──────── Records supplied

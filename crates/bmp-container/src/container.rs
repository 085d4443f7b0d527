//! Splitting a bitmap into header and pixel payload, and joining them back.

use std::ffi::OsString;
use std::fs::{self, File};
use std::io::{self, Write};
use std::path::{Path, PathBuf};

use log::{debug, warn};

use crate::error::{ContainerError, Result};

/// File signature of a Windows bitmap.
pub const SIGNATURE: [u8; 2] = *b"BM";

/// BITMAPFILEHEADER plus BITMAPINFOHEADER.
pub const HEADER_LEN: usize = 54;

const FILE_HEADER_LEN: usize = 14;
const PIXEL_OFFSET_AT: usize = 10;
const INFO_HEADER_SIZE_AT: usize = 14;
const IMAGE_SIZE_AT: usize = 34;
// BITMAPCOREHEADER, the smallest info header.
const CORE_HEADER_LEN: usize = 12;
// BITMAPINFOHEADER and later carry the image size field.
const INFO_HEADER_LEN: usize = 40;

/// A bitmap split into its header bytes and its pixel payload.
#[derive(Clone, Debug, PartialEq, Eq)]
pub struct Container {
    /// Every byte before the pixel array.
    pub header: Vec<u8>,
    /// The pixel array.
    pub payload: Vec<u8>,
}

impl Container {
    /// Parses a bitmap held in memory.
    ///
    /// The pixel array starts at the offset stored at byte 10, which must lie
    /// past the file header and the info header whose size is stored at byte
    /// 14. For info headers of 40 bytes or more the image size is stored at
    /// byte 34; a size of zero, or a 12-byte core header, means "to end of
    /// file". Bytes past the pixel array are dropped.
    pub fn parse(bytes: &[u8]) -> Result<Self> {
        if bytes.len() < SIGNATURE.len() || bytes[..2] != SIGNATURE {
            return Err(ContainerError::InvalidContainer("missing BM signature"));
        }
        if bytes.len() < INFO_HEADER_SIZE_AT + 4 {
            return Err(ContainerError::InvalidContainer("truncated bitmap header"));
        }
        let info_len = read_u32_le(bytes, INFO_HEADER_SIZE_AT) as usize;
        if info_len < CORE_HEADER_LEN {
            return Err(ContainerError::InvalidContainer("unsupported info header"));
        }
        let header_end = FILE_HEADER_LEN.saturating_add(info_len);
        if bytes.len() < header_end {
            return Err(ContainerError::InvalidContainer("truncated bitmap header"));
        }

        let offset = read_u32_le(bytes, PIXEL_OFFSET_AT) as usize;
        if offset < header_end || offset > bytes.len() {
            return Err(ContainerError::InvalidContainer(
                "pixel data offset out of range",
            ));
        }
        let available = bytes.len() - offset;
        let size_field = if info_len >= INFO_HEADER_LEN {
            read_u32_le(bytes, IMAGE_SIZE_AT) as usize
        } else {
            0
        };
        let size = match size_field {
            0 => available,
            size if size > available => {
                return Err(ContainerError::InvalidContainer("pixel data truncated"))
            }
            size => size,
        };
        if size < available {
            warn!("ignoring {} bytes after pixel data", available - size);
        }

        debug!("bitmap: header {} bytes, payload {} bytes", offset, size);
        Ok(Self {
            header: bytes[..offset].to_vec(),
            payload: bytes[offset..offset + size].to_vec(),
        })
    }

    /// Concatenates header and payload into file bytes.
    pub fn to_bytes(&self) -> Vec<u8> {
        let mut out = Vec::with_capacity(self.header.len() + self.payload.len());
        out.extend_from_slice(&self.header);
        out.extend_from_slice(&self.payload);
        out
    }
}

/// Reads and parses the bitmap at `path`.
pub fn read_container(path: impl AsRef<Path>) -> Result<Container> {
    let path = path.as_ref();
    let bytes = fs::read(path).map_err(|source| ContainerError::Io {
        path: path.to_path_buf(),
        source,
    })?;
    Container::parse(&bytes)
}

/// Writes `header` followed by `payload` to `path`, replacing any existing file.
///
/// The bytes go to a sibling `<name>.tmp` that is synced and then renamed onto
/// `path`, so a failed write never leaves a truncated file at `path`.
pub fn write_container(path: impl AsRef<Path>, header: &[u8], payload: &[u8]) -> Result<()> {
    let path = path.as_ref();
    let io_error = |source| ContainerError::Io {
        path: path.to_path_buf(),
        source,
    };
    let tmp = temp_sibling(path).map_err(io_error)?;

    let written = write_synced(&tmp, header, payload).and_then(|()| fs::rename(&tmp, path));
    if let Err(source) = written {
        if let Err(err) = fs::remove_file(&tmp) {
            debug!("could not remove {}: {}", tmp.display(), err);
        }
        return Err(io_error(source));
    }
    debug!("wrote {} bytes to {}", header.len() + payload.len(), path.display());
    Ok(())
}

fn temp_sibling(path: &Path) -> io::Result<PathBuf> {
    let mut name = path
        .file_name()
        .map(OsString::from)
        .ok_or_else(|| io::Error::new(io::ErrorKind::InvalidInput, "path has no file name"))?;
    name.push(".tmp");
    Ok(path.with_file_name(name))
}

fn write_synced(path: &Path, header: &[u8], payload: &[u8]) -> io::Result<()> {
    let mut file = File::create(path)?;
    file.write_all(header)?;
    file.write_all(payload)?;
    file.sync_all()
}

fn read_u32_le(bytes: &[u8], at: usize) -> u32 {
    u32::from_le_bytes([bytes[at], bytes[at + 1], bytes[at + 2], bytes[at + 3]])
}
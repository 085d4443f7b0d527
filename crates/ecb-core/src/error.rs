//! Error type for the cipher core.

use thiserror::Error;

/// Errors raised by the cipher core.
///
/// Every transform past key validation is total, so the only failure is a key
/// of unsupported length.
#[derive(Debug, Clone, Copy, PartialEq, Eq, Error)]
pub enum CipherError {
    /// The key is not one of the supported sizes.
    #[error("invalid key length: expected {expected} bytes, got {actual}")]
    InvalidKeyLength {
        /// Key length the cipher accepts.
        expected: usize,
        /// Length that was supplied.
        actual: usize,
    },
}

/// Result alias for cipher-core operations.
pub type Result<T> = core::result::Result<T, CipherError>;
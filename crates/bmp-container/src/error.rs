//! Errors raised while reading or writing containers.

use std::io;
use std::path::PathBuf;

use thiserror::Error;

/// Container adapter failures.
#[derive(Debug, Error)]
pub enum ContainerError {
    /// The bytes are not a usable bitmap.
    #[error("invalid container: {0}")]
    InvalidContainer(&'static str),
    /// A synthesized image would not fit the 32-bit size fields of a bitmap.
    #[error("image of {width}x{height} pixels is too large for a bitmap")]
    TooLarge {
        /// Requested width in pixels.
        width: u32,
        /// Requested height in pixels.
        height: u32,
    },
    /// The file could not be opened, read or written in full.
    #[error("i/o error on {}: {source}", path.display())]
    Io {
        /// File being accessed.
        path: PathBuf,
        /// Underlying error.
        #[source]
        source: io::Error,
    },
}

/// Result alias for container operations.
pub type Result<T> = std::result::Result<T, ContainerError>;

────────────────

▶ [Directions]: Say how many lines in the data hold the string "AsRef", and write nothing else.

▶ [Response to the task]: 2